Remembering Julia Rintoul Campbell

Julia succumbed to influenza and bronchitis on the 23rd of December 1918 at Ravenswood, Causewayhead, Stirling aged thirty-three. Her grave is located in the nearby Churchyard of Logie Old Kirk. She rests in a familial lair which includes her paternal grandparents, parents and some of her siblings.

Julia was born in Stirling on the 29th of November 1886 to joiner Alexander and Julia Sr (nee Moir). She was their fifth child and second daughter. When the Census was taken in 1891, Julia Jr aged four was not residing in the family home at 19 Spittal Street.
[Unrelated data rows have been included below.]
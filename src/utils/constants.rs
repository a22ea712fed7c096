/// Landing page for authenticated users
pub const HOME_PATH: &str = "/";

pub const LOGIN_PATH: &str = "/login";

/// Subtree users with the `brand` role are confined to
pub const BRAND_PORTAL_PATH: &str = "/brand-portal";

/// Element the application mounts into
pub const ROOT_ELEMENT_ID: &str = "app";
Instead she was living with her maternal grandparents in the village of Methven to the west of Perth. Ten years later, a fourteen year old Julia was .living in the familial home, by which time her two eldest siblings no longer resided there, meaning that there would be more room.

At some point between 1901 and 1910 the Campbell family relocated to the suburb of Causewayhead. Sadly, Julia Sr died of pancreatic cancer on the 13th of February 1910 aged fifty-five. When the Census was taken the following year, Julia Jr aged twenty-seven still resided at Ravenswood with her father, elder brother Robert, two sisters Janet and Lillias and her youngest brother Alexander Jr.
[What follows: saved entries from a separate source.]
impl<R: Resource> ListViewModel<R> {
    pub fn new(prefix: &str) -> Self {
        Self::with_limit(prefix, CONFIG.list_config.default_page_limit)
    }

    pub fn with_limit(prefix: &str, default_limit: u32) -> Self {
        let inner = Rc::new_cyclic(|weak: &Weak<ListInner<R>>| {
            let weak = weak.clone();
            ListInner {
                state: RefCell::new(ListState {
                    rows: Vec::new(),
                    pagination: Pagination::new(default_limit),
                    search: String::new(),
                    loading: false,
                    error: None,
                }),
                default_limit: default_limit.max(1),
                prefix: prefix.to_string(),
                seq: Cell::new(0),
                detached: Cell::new(false),
                loader: RefCell::new(None),
                url_sink: RefCell::new(None),
                debouncer: Debouncer::new(CONFIG.timing.search_debounce_ms, move |text: String| {
                    if let Some(inner) = weak.upgrade() {
                        ListViewModel { inner }.apply_search(&text);
                    }
                }),
                subscribers: Subscribers::default(),
                subscriptions: RefCell::new(Vec::new()),
            }
        });
        Self { inner }
    }

    pub fn set_loader(&self, loader: Loader<R>) {
        *self.inner.loader.borrow_mut() = Some(loader);
    }

    /// Fetch through the API client against `endpoints`
    pub fn use_remote(&self, api: ApiClient, endpoints: Endpoints) {
        let loader: Loader<R> = Rc::new(move |list: ListViewModel<R>, ticket: FetchTicket| {
            let api = api.clone();
            let endpoints = endpoints.clone();
            spawn_local(async move {
                let result = resource_service::fetch_page::<R>(&api, &endpoints, &ticket.query).await;
                list.apply(&ticket, result);
            });
        });
        self.set_loader(loader);
    }

    pub fn set_url_sink(&self, sink: UrlSink) {
        *self.inner.url_sink.borrow_mut() = Some(sink);
    }

    /// Mirror list params into `window.location` and read the initial ones from it
    pub fn bind_location(&self) {
        self.init_from_query(&current_query());
        self.set_url_sink(Rc::new(|updates: Vec<(String, Option<String>)>| {
            let updates: Vec<(&str, Option<String>)> =
                updates.iter().map(|(key, value)| (key.as_str(), value.clone())).collect();
            replace_query(&merge_params(&current_query(), &updates));
        }));
    }

    fn param(&self, name: &str) -> String {
        format!("{}{}", self.inner.prefix, name)
    }

    /// Restore search/page/limit from a query string; bad values fall back
    pub fn init_from_query(&self, query: &str) {
        let search = get_param(query, &self.param("search")).unwrap_or_default();
        let page = get_param(query, &self.param("page"))
            .and_then(|page| page.parse::<u32>().ok())
            .unwrap_or(1);
        let limit = get_param(query, &self.param("limit"))
            .and_then(|limit| limit.parse::<u32>().ok())
            .filter(|limit| *limit > 0)
            .unwrap_or(self.inner.default_limit);

        let mut state = self.inner.state.borrow_mut();
        state.search = search.trim().to_string();
        state.pagination.on_paginate(page, limit);
    }

    /// Params to write back; defaults are removed to keep URLs short
    pub fn url_params(&self) -> Vec<(String, Option<String>)> {
        let state = self.inner.state.borrow();
        let pagination = state.pagination;
        vec![
            (
                self.param("search"),
                Some(state.search.clone()).filter(|search| !search.is_empty()),
            ),
            (
                self.param("page"),
                Some(pagination.page()).filter(|page| *page > 1).map(|page| page.to_string()),
            ),
            (
                self.param("limit"),
                Some(pagination.limit())
                    .filter(|limit| *limit != self.inner.default_limit)
                    .map(|limit| limit.to_string()),
            ),
        ]
    }

    /// Refetch on `refresh:data` and on the entity's own reload topic
    pub fn attach(&self, bus: &EventBus, reload_topic: &str) {
        let mut subscriptions = self.inner.subscriptions.borrow_mut();
        for topic in [REFRESH_DATA, reload_topic] {
            let weak = Rc::downgrade(&self.inner);
            subscriptions.push(bus.subscribe(topic, move |_detail: &Value| {
                if let Some(inner) = weak.upgrade() {
                    ListViewModel { inner }.fetch();
                }
            }));
        }
    }

    /// Stop reacting to topics, timers and the URL once the page is gone
    pub fn detach(&self) {
        self.inner.detached.set(true);
        self.inner.subscriptions.borrow_mut().clear();
        self.inner.loader.borrow_mut().take();
        self.inner.url_sink.borrow_mut().take();
        self.inner.debouncer.cancel();
        // Views subscribe closures holding this list; release them
        self.inner.subscribers.clear();
    }

    /// Take a new ticket and mark loading. Earlier tickets become stale.
    pub fn begin_fetch(&self) -> FetchTicket {
        let seq = self.inner.seq.get() + 1;
        self.inner.seq.set(seq);
        let query = {
            let mut state = self.inner.state.borrow_mut();
            state.loading = true;
            ListQuery {
                search: Some(state.search.clone()).filter(|search| !search.is_empty()),
                offset: state.pagination.offset(),
                limit: state.pagination.limit(),
            }
        };
        self.inner.subscribers.notify();
        FetchTicket { seq, query }
    }

    pub fn fetch(&self) {
        if self.inner.detached.get() {
            return;
        }
        let ticket = self.begin_fetch();
        log::debug!("📋 [LIST] {} fetch #{} {:?}", R::LABEL, ticket.seq, ticket.query);

        let sink = self.inner.url_sink.borrow().clone();
        if let Some(sink) = sink {
            sink(self.url_params());
        }

        let loader = self.inner.loader.borrow().clone();
        match loader {
            Some(loader) => loader(self.clone(), ticket),
            None => log::warn!("⚠️ [LIST] {} has no loader", R::LABEL),
        }
    }

    /// Apply a fetch result. Returns false when the ticket is stale.
    pub fn apply(&self, ticket: &FetchTicket, result: Result<ListPage<R>, ApiError>) -> bool {
        if ticket.seq != self.inner.seq.get() {
            log::debug!(
                "⏭️ [LIST] {} dropped stale response #{} (latest #{})",
                R::LABEL,
                ticket.seq,
                self.inner.seq.get()
            );
            return false;
        }

        let overshoot = {
            let mut state = self.inner.state.borrow_mut();
            state.loading = false;
            match result {
                Ok(page) => {
                    state.pagination.set_total(page.total);
                    state.rows = page.rows;
                    state.error = None;
                }
                Err(error) => {
                    log::warn!("⚠️ [LIST] {} fetch failed: {}", R::LABEL, error);
                    state.error = Some(error.user_message());
                }
            }
            // A delete can empty the last page; step back to the new last one
            let pagination = state.pagination;
            state.rows.is_empty() && pagination.total() > 0 && pagination.page() > pagination.page_count()
        };
        self.inner.subscribers.notify();

        if overshoot {
            let last = self.inner.state.borrow().pagination.page_count();
            self.go_to_page(last);
        }
        true
    }

    pub fn on_paginate(&self, page: u32, limit: u32) {
        self.inner.state.borrow_mut().pagination.on_paginate(page, limit);
        self.fetch();
    }

    pub fn go_to_page(&self, page: u32) {
        let limit = self.inner.state.borrow().pagination.limit();
        self.on_paginate(page, limit);
    }

    /// Keystroke entry point; settles after the debounce window
    pub fn input_search(&self, text: String) {
        self.inner.debouncer.input(text);
    }

    /// Set the search term and reload from page 1. No-op when unchanged.
    pub fn apply_search(&self, text: &str) {
        let text = text.trim();
        {
            let mut state = self.inner.state.borrow_mut();
            if state.search == text {
                return;
            }
            state.search = text.to_string();
            state.pagination.reset();
        }
        self.fetch();
    }

    pub fn state(&self) -> ListState<R> {
        self.inner.state.borrow().clone()
    }

    pub fn subscribe<F>(&self, callback: F)
    where
        F: Fn() + 'static,
    {
        self.inner.subscribers.add(callback);
    }
}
Like the bulk of households in the United Kingdom, the First World War left its mark on the Campbell family when on the 15th of November 1916 Robert fell in France aged thirty-three.

Julia was unmarried at her death. Like many women of her generation, her boyfriend or even fiance may have been killed on the battlefields or died of wounds later on. Alexander Sr remained at Ravenswood. He died at home from “pulmonary congestion” on the 23rd of November 1929 aged eighty-nine.